▸ **YOUR GOAL**: Among the lines below, how many carry the string "NodeId"? Reply with a number and nothing else.

[Collected data entries]

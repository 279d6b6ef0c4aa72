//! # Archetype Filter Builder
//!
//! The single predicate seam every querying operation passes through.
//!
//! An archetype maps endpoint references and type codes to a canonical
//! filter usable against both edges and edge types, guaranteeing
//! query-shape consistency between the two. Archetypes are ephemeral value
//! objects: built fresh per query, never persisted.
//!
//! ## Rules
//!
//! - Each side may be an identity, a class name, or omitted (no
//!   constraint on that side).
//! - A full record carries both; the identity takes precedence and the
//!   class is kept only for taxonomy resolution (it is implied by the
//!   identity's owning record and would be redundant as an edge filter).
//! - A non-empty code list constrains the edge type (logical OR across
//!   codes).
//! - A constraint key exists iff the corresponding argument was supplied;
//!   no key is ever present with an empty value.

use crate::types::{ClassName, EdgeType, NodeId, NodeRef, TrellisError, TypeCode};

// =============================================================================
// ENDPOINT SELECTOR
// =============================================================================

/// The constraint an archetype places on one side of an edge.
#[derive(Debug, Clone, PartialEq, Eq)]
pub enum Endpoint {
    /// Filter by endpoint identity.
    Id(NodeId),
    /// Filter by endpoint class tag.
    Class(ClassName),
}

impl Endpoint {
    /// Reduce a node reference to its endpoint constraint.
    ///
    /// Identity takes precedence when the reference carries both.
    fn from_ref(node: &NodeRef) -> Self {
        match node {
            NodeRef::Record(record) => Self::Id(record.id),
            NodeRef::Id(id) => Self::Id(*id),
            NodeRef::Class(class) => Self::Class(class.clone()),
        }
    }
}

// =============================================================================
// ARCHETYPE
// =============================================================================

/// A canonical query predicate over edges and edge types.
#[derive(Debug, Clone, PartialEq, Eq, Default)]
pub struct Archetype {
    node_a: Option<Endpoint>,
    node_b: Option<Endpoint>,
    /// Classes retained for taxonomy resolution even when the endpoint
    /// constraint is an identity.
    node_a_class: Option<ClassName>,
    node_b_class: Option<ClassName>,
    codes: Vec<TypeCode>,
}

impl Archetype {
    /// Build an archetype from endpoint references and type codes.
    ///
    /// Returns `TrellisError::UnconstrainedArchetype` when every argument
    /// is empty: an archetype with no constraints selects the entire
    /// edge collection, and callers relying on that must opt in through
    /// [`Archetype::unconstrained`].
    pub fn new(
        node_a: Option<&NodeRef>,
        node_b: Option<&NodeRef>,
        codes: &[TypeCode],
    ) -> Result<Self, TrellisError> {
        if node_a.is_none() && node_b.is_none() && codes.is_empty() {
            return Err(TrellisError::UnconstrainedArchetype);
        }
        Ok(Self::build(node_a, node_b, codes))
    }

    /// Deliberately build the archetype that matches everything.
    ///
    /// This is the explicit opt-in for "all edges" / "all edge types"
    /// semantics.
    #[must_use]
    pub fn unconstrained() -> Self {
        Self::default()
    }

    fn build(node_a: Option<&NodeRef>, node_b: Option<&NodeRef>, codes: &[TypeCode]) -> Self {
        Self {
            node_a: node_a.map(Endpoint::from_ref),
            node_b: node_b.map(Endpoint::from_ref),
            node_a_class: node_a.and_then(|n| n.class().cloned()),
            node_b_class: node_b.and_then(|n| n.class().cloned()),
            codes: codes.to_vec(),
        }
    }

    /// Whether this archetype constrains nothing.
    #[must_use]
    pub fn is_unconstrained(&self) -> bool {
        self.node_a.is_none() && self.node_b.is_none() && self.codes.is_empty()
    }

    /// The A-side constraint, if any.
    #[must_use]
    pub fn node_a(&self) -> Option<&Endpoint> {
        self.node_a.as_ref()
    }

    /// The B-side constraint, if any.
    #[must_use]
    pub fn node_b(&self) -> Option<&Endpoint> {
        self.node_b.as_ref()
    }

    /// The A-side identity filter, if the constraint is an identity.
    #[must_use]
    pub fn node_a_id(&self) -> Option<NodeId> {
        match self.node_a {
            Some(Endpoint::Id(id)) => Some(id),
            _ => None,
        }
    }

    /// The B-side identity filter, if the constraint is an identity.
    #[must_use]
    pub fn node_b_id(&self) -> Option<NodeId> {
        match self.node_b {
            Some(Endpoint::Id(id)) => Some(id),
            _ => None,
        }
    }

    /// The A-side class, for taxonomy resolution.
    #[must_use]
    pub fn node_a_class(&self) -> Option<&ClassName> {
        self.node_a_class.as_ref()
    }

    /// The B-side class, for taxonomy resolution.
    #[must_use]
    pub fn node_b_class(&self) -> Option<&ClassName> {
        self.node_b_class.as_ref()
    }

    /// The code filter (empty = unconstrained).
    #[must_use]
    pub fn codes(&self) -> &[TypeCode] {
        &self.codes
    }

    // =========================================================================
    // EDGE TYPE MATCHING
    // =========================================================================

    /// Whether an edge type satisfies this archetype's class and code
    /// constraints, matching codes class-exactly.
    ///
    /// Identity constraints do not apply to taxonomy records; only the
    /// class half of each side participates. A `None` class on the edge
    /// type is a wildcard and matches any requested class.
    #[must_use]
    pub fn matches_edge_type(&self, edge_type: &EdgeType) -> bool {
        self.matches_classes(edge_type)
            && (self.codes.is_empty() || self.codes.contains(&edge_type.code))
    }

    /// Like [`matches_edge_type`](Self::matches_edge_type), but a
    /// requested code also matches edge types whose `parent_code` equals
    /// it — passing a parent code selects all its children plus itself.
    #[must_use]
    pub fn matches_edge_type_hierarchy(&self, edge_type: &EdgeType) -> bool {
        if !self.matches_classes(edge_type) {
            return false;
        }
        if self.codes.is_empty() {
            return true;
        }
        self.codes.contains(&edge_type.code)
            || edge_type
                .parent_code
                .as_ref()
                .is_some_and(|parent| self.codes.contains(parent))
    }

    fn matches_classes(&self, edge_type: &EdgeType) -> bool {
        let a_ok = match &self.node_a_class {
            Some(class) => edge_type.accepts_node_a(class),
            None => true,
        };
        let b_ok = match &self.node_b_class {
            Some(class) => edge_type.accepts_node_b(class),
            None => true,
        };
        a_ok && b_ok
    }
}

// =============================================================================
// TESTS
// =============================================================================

▸ **EXPECTED OUTPUT**: 4